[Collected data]
· · · · ·

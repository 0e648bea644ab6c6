//! Benchmarks for change propagation through the graph and the container.

use criterion::{black_box, criterion_group, criterion_main, BenchmarkId, Criterion};
use serde_json::{json, Map, Value};
use tidepool_core::reactive::Runtime;
use tidepool_core::StateContainer;

/// Benchmark a write fanning out to `n` readers.
fn bench_fan_out(c: &mut Criterion) {
    let mut group = c.benchmark_group("fan_out");

    for n in [10, 100, 1000] {
        group.bench_with_input(BenchmarkId::from_parameter(n), &n, |b, &n| {
            let runtime = Runtime::new();
            let scope = runtime.scope();
            let source = scope.signal(0u64).unwrap();
            for _ in 0..n {
                let s = source.clone();
                scope
                    .computation(move || {
                        black_box(s.get()?);
                        Ok(())
                    })
                    .unwrap();
            }

            let mut next = 0;
            b.iter(|| {
                next += 1;
                source.set(next).unwrap();
            });
        });
    }

    group.finish();
}

/// Benchmark a chain of `n` derived signals.
fn bench_chain(c: &mut Criterion) {
    let mut group = c.benchmark_group("chain");

    for n in [10, 100] {
        group.bench_with_input(BenchmarkId::from_parameter(n), &n, |b, &n| {
            let runtime = Runtime::new();
            let scope = runtime.scope();
            let head = scope.signal(0u64).unwrap();

            let mut previous = head.clone();
            for _ in 0..n {
                let next = scope.signal(0u64).unwrap();
                let (input, output) = (previous.clone(), next.clone());
                scope
                    .computation(move || output.set(input.get()? + 1))
                    .unwrap();
                previous = next;
            }

            let mut value = 0;
            b.iter(|| {
                value += 1;
                head.set(value).unwrap();
                black_box(previous.get_untracked().unwrap());
            });
        });
    }

    group.finish();
}

/// Benchmark a one-leaf patch against a container with `n` materialized keys.
fn bench_patch(c: &mut Criterion) {
    let mut group = c.benchmark_group("patch");

    for n in [10, 100, 1000] {
        group.bench_with_input(BenchmarkId::from_parameter(n), &n, |b, &n| {
            let data: Map<String, Value> = (0..n).map(|i| (format!("k{i}"), json!(i))).collect();
            let state = StateContainer::new(Value::Object(data)).unwrap();
            for i in 0..n {
                state.get(&format!("k{i}")).unwrap();
            }

            let mut value = n;
            b.iter(|| {
                value += 1;
                state.set(json!({ "k0": value })).unwrap();
            });
        });
    }

    group.finish();
}

criterion_group!(benches, bench_fan_out, bench_chain, bench_patch);
criterion_main!(benches);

· · · · ·

(What you need to do) Tell how many lines in the entries above include the word "output", and respond with the number alone.

(Task answer) 2